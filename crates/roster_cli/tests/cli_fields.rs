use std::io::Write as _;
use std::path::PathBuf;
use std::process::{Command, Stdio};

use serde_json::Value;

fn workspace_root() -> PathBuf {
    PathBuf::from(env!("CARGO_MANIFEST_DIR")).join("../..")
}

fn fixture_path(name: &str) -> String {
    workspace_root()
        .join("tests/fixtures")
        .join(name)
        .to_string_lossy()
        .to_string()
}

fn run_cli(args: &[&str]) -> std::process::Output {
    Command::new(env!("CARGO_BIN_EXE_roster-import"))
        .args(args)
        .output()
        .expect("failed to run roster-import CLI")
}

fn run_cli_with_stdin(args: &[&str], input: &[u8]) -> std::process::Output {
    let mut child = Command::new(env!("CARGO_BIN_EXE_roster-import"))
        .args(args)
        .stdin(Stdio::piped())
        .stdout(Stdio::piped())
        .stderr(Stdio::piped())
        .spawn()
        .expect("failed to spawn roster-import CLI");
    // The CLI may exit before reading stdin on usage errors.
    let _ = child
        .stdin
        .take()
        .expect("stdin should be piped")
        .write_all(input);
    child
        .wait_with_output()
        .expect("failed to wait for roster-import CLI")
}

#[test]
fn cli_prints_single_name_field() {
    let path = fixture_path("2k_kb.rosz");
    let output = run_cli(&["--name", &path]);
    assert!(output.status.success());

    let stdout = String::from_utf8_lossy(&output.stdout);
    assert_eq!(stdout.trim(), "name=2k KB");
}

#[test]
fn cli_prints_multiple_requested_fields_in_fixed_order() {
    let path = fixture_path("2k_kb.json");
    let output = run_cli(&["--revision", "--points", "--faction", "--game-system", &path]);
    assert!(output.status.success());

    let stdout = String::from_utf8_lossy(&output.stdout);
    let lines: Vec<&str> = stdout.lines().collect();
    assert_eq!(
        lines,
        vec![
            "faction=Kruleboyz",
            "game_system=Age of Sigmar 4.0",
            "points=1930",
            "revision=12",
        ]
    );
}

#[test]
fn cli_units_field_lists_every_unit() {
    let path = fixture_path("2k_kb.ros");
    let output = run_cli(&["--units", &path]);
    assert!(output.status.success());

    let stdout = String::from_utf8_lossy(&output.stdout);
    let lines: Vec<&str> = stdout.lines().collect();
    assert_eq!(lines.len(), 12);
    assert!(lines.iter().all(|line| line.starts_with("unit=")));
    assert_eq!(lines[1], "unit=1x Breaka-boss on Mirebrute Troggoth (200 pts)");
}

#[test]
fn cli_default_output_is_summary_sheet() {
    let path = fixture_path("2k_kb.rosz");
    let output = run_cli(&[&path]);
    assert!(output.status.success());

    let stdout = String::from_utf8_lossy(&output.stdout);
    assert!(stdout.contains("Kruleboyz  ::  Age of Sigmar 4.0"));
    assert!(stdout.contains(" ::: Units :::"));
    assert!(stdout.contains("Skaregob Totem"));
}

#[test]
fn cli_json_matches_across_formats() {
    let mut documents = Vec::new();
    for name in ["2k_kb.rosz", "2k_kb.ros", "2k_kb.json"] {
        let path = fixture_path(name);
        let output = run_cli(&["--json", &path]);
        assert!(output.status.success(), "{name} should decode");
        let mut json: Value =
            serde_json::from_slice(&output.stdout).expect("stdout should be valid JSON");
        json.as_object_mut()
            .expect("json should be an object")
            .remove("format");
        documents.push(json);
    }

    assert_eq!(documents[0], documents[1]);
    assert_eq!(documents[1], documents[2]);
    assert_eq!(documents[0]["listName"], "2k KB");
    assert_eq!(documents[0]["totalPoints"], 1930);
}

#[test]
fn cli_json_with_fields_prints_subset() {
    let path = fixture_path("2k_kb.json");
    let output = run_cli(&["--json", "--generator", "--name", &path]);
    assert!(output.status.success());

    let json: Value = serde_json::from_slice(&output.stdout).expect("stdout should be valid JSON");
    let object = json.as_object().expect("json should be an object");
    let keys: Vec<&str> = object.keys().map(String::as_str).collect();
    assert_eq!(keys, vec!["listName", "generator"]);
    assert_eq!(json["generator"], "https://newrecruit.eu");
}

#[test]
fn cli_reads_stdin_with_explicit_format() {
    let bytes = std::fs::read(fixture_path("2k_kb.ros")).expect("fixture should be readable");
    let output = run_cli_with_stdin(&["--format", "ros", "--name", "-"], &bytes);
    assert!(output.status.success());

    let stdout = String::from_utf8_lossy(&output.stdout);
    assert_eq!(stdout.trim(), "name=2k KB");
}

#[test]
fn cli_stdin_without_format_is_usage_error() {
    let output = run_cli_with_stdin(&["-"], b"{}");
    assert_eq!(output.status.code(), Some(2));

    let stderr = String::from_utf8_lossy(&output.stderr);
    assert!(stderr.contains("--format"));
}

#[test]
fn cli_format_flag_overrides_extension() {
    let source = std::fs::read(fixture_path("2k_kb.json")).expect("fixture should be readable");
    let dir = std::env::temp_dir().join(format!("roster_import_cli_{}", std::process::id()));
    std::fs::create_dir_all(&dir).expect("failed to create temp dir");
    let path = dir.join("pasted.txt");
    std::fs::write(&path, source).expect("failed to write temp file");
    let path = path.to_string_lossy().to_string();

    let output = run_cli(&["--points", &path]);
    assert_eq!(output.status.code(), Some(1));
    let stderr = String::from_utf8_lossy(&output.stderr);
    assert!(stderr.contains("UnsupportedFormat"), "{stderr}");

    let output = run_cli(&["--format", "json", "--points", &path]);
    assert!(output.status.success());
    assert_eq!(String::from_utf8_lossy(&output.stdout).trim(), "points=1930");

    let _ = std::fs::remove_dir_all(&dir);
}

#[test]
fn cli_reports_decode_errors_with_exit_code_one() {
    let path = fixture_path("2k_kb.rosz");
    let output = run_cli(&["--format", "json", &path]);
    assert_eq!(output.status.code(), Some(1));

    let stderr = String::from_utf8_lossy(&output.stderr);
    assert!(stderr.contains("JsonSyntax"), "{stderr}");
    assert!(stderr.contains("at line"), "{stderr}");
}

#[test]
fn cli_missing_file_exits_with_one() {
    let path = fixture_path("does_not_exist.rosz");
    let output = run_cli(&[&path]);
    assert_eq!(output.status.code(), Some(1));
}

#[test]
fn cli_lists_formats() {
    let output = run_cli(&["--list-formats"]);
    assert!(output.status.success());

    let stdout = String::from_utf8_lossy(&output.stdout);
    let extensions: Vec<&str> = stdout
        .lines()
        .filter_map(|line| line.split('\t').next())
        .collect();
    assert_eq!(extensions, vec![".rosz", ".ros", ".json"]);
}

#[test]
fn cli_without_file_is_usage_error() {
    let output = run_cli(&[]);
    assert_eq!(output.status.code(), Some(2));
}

YOUR INSTRUCTIONS — From the entries above, copy each line that holds "input".

EXPECTED ANSWER —
fn run_cli_with_stdin(args: &[&str], input: &[u8]) -> std::process::Output {
        .write_all(input);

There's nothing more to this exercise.